Romanos 8 nos presenta la bendita posición del creyente que ha sido liberado del pecado. No sólo son lavados mis pecados, sino que he sido liberado de la ley (o, del principio) del pecado y de la muerte. Ya no estoy ante Dios como un pecador arruinado, sino que estoy «en Cristo Jesús» (Romanos 8:1), no andando «conforme a la carne, sino conforme al Espíritu» (Romanos 8:4). En lugar de tratar de mejorar la naturaleza de pecado, sencillamente me aparto de ella, reconociendo que ante Dios estoy «en Cristo» y que tengo una nueva vida en Él.
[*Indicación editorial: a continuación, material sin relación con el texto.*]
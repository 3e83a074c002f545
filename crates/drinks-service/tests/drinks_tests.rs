//! Drinks endpoint integration tests.
//!
//! Exercises the catalog endpoints end to end using the `TestDrinksServer`
//! harness with an in-memory repository.

#![allow(clippy::unwrap_used, clippy::expect_used)]

use anyhow::Result;
use drinks_service::models::{Ingredient, NewDrink};
use drinks_test_utils::TestDrinksServer;
use serde_json::{json, Value};

const ALL_PERMISSIONS: &[&str] = &[
    "get:drinks-detail",
    "post:drinks",
    "patch:drinks",
    "delete:drinks",
];

fn ingredient(name: &str, color: &str, parts: u32) -> Ingredient {
    Ingredient {
        name: name.to_string(),
        color: color.to_string(),
        parts,
    }
}

fn seed() -> Vec<NewDrink> {
    vec![
        NewDrink {
            title: "Water".to_string(),
            recipe: vec![ingredient("Water", "blue", 1)],
        },
        NewDrink {
            title: "Flat White".to_string(),
            recipe: vec![
                ingredient("Espresso", "brown", 1),
                ingredient("Steamed milk", "white", 2),
            ],
        },
    ]
}

/// Test that GET /drinks hides ingredient names.
#[tokio::test]
async fn test_get_drinks_returns_short_representation() -> Result<()> {
    let server = TestDrinksServer::spawn_with_drinks(seed()).await?;

    let response = reqwest::get(format!("{}/drinks", server.url())).await?;

    assert_eq!(response.status(), 200);
    let body: Value = response.json().await?;
    assert_eq!(
        body,
        json!({
            "success": true,
            "drinks": [
                {"id": 1, "title": "Water", "recipe": [{"color": "blue", "parts": 1}]},
                {"id": 2, "title": "Flat White", "recipe": [
                    {"color": "brown", "parts": 1},
                    {"color": "white", "parts": 2}
                ]}
            ]
        })
    );

    Ok(())
}

/// Test that GET /drinks on an empty catalog returns an empty list.
#[tokio::test]
async fn test_get_drinks_empty_catalog() -> Result<()> {
    let server = TestDrinksServer::spawn().await?;

    let body: Value = reqwest::get(format!("{}/drinks", server.url()))
        .await?
        .json()
        .await?;

    assert_eq!(body, json!({"success": true, "drinks": []}));

    Ok(())
}

/// Test that GET /drinks-detail returns full recipes.
#[tokio::test]
async fn test_get_drinks_detail_returns_long_representation() -> Result<()> {
    let server = TestDrinksServer::spawn_with_drinks(seed()).await?;

    let response = reqwest::Client::new()
        .get(format!("{}/drinks-detail", server.url()))
        .bearer_auth(server.token(&["get:drinks-detail"]))
        .send()
        .await?;

    assert_eq!(response.status(), 200);
    let body: Value = response.json().await?;
    assert_eq!(
        body["drinks"][1],
        json!({"id": 2, "title": "Flat White", "recipe": [
            {"name": "Espresso", "color": "brown", "parts": 1},
            {"name": "Steamed milk", "color": "white", "parts": 2}
        ]})
    );

    Ok(())
}

/// Test the full create, update, delete flow.
#[tokio::test]
async fn test_drink_lifecycle() -> Result<()> {
    let server = TestDrinksServer::spawn().await?;
    let client = reqwest::Client::new();
    let token = server.token(ALL_PERMISSIONS);

    // Create
    let response = client
        .post(format!("{}/drinks", server.url()))
        .bearer_auth(&token)
        .json(&json!({
            "title": "Matcha Latte",
            "recipe": [
                {"name": "Matcha", "color": "green", "parts": 1},
                {"name": "Milk", "color": "white", "parts": 3}
            ]
        }))
        .send()
        .await?;
    assert_eq!(response.status(), 200);
    let body: Value = response.json().await?;
    assert_eq!(body["success"], true);
    assert_eq!(body["drinks"].as_array().unwrap().len(), 1);
    assert_eq!(body["drinks"][0]["title"], "Matcha Latte");
    assert_eq!(body["drinks"][0]["recipe"][0]["name"], "Matcha");
    let id = body["drinks"][0]["id"].as_i64().unwrap();

    // Update the title only
    let response = client
        .patch(format!("{}/drinks/{}", server.url(), id))
        .bearer_auth(&token)
        .json(&json!({"title": "Iced Matcha Latte"}))
        .send()
        .await?;
    assert_eq!(response.status(), 200);
    let body: Value = response.json().await?;
    assert_eq!(body["drinks"][0]["id"], id);
    assert_eq!(body["drinks"][0]["title"], "Iced Matcha Latte");
    assert_eq!(body["drinks"][0]["recipe"][1]["parts"], 3);

    // Delete
    let response = client
        .delete(format!("{}/drinks/{}", server.url(), id))
        .bearer_auth(&token)
        .send()
        .await?;
    assert_eq!(response.status(), 200);
    let body: Value = response.json().await?;
    assert_eq!(body, json!({"success": true, "delete": id}));

    // Gone from the public listing
    let body: Value = reqwest::get(format!("{}/drinks", server.url()))
        .await?
        .json()
        .await?;
    assert_eq!(body["drinks"], json!([]));

    Ok(())
}

/// Test that a single recipe object is accepted in place of a list.
#[tokio::test]
async fn test_create_drink_accepts_single_ingredient() -> Result<()> {
    let server = TestDrinksServer::spawn().await?;

    let response = reqwest::Client::new()
        .post(format!("{}/drinks", server.url()))
        .bearer_auth(server.token(&["post:drinks"]))
        .json(&json!({
            "title": "Water",
            "recipe": {"name": "Water", "color": "blue", "parts": 1}
        }))
        .send()
        .await?;

    assert_eq!(response.status(), 200);
    let body: Value = response.json().await?;
    assert_eq!(
        body["drinks"][0]["recipe"],
        json!([{"name": "Water", "color": "blue", "parts": 1}])
    );

    Ok(())
}

/// Test that a duplicate title is rejected with 422.
#[tokio::test]
async fn test_create_drink_duplicate_title() -> Result<()> {
    let server = TestDrinksServer::spawn_with_drinks(seed()).await?;

    let response = reqwest::Client::new()
        .post(format!("{}/drinks", server.url()))
        .bearer_auth(server.token(&["post:drinks"]))
        .json(&json!({
            "title": "Water",
            "recipe": {"name": "Sparkling water", "color": "clear", "parts": 1}
        }))
        .send()
        .await?;

    assert_eq!(response.status(), 422);
    let body: Value = response.json().await?;
    assert_eq!(body["success"], false);
    assert_eq!(body["error"], 422);

    Ok(())
}

/// Test that invalid create bodies are rejected with 400.
#[tokio::test]
async fn test_create_drink_invalid_bodies() -> Result<()> {
    let server = TestDrinksServer::spawn().await?;
    let client = reqwest::Client::new();
    let token = server.token(&["post:drinks"]);

    let bodies = [
        json!({"recipe": {"name": "Water", "color": "blue", "parts": 1}}),
        json!({"title": "Water"}),
        json!({"title": "   ", "recipe": {"name": "Water", "color": "blue", "parts": 1}}),
        json!({"title": "Water", "recipe": []}),
        json!({"title": "Water", "recipe": {"name": "Water", "color": "blue", "parts": 0}}),
        json!({"title": "x".repeat(81), "recipe": {"name": "Water", "color": "blue", "parts": 1}}),
        json!({"title": "Water", "recipe": "water"}),
    ];

    for body in bodies {
        let response = client
            .post(format!("{}/drinks", server.url()))
            .bearer_auth(&token)
            .json(&body)
            .send()
            .await?;
        assert_eq!(response.status(), 400, "body {body} should be rejected");
    }

    let response = client
        .post(format!("{}/drinks", server.url()))
        .bearer_auth(&token)
        .header("Content-Type", "application/json")
        .body("{not json")
        .send()
        .await?;
    assert_eq!(response.status(), 400);
    let body: Value = response.json().await?;
    assert_eq!(body["message"], "Invalid request body");

    Ok(())
}

/// Test that PATCH can replace the recipe.
#[tokio::test]
async fn test_update_drink_recipe() -> Result<()> {
    let server = TestDrinksServer::spawn_with_drinks(seed()).await?;

    let response = reqwest::Client::new()
        .patch(format!("{}/drinks/1", server.url()))
        .bearer_auth(server.token(&["patch:drinks"]))
        .json(&json!({"recipe": {"name": "Tonic", "color": "clear", "parts": 2}}))
        .send()
        .await?;

    assert_eq!(response.status(), 200);
    let body: Value = response.json().await?;
    assert_eq!(
        body["drinks"][0],
        json!({"id": 1, "title": "Water", "recipe": [
            {"name": "Tonic", "color": "clear", "parts": 2}
        ]})
    );

    Ok(())
}

/// Test PATCH failure modes.
#[tokio::test]
async fn test_update_drink_errors() -> Result<()> {
    let server = TestDrinksServer::spawn_with_drinks(seed()).await?;
    let client = reqwest::Client::new();
    let token = server.token(&["patch:drinks"]);

    // Unknown id
    let response = client
        .patch(format!("{}/drinks/999", server.url()))
        .bearer_auth(&token)
        .json(&json!({"title": "Ghost"}))
        .send()
        .await?;
    assert_eq!(response.status(), 404);

    // Non-numeric id
    let response = client
        .patch(format!("{}/drinks/abc", server.url()))
        .bearer_auth(&token)
        .json(&json!({"title": "Ghost"}))
        .send()
        .await?;
    assert_eq!(response.status(), 404);

    // Nothing to update
    let response = client
        .patch(format!("{}/drinks/1", server.url()))
        .bearer_auth(&token)
        .json(&json!({}))
        .send()
        .await?;
    assert_eq!(response.status(), 400);

    // Renaming onto an existing title
    let response = client
        .patch(format!("{}/drinks/1", server.url()))
        .bearer_auth(&token)
        .json(&json!({"title": "Flat White"}))
        .send()
        .await?;
    assert_eq!(response.status(), 422);

    Ok(())
}

/// Test that deleting an unknown drink returns 404.
#[tokio::test]
async fn test_delete_unknown_drink() -> Result<()> {
    let server = TestDrinksServer::spawn_with_drinks(seed()).await?;
    let client = reqwest::Client::new();
    let token = server.token(&["delete:drinks"]);

    let response = client
        .delete(format!("{}/drinks/999", server.url()))
        .bearer_auth(&token)
        .send()
        .await?;
    assert_eq!(response.status(), 404);
    let body: Value = response.json().await?;
    assert_eq!(body["success"], false);
    assert_eq!(body["error"], 404);

    // Deleting twice
    let first = client
        .delete(format!("{}/drinks/1", server.url()))
        .bearer_auth(&token)
        .send()
        .await?;
    assert_eq!(first.status(), 200);
    let second = client
        .delete(format!("{}/drinks/1", server.url()))
        .bearer_auth(&token)
        .send()
        .await?;
    assert_eq!(second.status(), 404);

    Ok(())
}

/// Test that unsupported methods on known paths are 405.
#[tokio::test]
async fn test_unsupported_method_returns_405() -> Result<()> {
    let server = TestDrinksServer::spawn().await?;

    let response = reqwest::Client::new()
        .put(format!("{}/drinks/1", server.url()))
        .json(&json!({"title": "Water"}))
        .send()
        .await?;

    assert_eq!(response.status(), 405);

    Ok(())
}

/// Test that unknown routes return 404.
#[tokio::test]
async fn test_unknown_route_returns_404() -> Result<()> {
    let server = TestDrinksServer::spawn().await?;

    let response = reqwest::get(format!("{}/coffee", server.url())).await?;

    assert_eq!(response.status(), 404);

    Ok(())
}

/// Test that CORS preflight requests are answered for browser frontends.
#[tokio::test]
async fn test_cors_preflight() -> Result<()> {
    let server = TestDrinksServer::spawn().await?;

    let response = reqwest::Client::new()
        .request(
            reqwest::Method::OPTIONS,
            format!("{}/drinks-detail", server.url()),
        )
        .header("Origin", "http://localhost:8100")
        .header("Access-Control-Request-Method", "GET")
        .header("Access-Control-Request-Headers", "authorization")
        .send()
        .await?;

    assert_eq!(response.status(), 200);
    assert_eq!(
        response
            .headers()
            .get("access-control-allow-origin")
            .and_then(|v| v.to_str().ok()),
        Some("*")
    );

    Ok(())
}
Hace años había más gente que quemaba leña y carbón para calentar sus casas, y los deshollinadores eran muy numerosos. Como puede que sepáis, al quemar leña y carbón, se acumula en las chimeneas una sustancia que se llama creosota, y si no se limpia de manera periódica, finalmente el resultado es que la chimenea se enciende. Esos deshollinadores pasaban por las casas con regularidad y limpiaban chimeneas para ganarse la vida. A veces, las chimeneas eran lo suficientemente grandes como para que chicuelos y hombres entrasen en ellas para hacer la limpieza, y podemos imaginarnos cuánto se ensuciaban. Se quedaban cubiertos de hollín de la cabeza a los pies. Veías a esos hombres ir de casa en casa, todos ennegrecidos, con sus escobones y otros utensilios sobre el hombro.
Ahora, dejad que os haga una pregunta: «¿Cómo os ensuciaríais más: abrazando un deshollinador, o luchando con él a brazo partido?» Si reflexionáis un momento, estaréis de acuerdo en que no habría mucha diferencia: de una manera o de la otra os ensuciaríais sin remedio.
Si comparamos el deshollinador con nuestra vieja naturaleza pecaminosa, la aplicación se hace evidente. Al diablo no le preocupa si abrazamos el pecado o si estamos constantemente luchando con él, porque de una manera o de la otra quedamos contaminados. Lo que hemos de hacer es apartarnos del deshollinador, mantenernos bien lejos de él. Esto es lo que nos dice la Palabra de Dios que debemos hacer cuando nuestra naturaleza pecaminosa intenta actuar: sencillamente, debo apartarme de ella, y dejar que el Espíritu de Dios ponga a Cristo ante mí. Cada verdadero creyente tiene al Espíritu de Dios morando en él, y el Espíritu de Dios es el poder de la nueva vida. Volveremos a esto más adelante.